Repeat the data below exactly. Include each line.
Data shown: Begin
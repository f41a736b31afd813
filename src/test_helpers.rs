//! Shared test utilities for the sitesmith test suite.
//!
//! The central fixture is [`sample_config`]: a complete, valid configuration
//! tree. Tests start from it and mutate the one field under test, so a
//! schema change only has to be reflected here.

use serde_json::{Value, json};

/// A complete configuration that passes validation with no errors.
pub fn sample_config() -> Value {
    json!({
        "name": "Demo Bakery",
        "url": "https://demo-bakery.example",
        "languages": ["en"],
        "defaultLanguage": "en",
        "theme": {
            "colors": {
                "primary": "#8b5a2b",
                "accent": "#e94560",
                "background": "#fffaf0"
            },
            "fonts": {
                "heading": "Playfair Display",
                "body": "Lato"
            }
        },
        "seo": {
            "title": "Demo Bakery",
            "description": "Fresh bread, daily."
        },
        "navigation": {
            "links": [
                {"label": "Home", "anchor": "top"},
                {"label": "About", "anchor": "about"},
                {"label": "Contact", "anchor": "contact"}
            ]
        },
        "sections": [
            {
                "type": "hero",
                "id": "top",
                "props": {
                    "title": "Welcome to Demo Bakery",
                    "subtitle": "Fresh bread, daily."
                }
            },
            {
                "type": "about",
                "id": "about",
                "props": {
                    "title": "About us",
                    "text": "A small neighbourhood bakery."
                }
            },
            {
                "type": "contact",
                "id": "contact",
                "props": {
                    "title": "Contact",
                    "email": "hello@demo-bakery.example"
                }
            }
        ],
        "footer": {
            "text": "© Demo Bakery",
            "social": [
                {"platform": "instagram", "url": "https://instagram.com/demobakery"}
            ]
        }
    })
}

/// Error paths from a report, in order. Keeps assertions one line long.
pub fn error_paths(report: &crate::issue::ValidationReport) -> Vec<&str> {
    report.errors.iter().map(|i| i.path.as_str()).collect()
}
Data shown: End
### Result:
repository f41a736b31afd813
filename src/test_helpers.rs
//! Shared test utilities for the sitesmith test suite.
//!
//! The central fixture is [`sample_config`]: a complete, valid configuration
//! tree. Tests start from it and mutate the one field under test, so a
//! schema change only has to be reflected here.

use serde_json::{Value, json};

/// A complete configuration that passes validation with no errors.
pub fn sample_config() -> Value {
    json!({
        "name": "Demo Bakery",
        "url": "https://demo-bakery.example",
        "languages": ["en"],
        "defaultLanguage": "en",
        "theme": {
            "colors": {
                "primary": "#8b5a2b",
                "accent": "#e94560",
                "background": "#fffaf0"
            },
            "fonts": {
                "heading": "Playfair Display",
                "body": "Lato"
            }
        },
        "seo": {
            "title": "Demo Bakery",
            "description": "Fresh bread, daily."
        },
        "navigation": {
            "links": [
                {"label": "Home", "anchor": "top"},
                {"label": "About", "anchor": "about"},
                {"label": "Contact", "anchor": "contact"}
            ]
        },
        "sections": [
            {
                "type": "hero",
                "id": "top",
                "props": {
                    "title": "Welcome to Demo Bakery",
                    "subtitle": "Fresh bread, daily."
                }
            },
            {
                "type": "about",
                "id": "about",
                "props": {
                    "title": "About us",
                    "text": "A small neighbourhood bakery."
                }
            },
            {
                "type": "contact",
                "id": "contact",
                "props": {
                    "title": "Contact",
                    "email": "hello@demo-bakery.example"
                }
            }
        ],
        "footer": {
            "text": "© Demo Bakery",
            "social": [
                {"platform": "instagram", "url": "https://instagram.com/demobakery"}
            ]
        }
    })
}

/// Error paths from a report, in order. Keeps assertions one line long.
pub fn error_paths(report: &crate::issue::ValidationReport) -> Vec<&str> {
    report.errors.iter().map(|i| i.path.as_str()).collect()
}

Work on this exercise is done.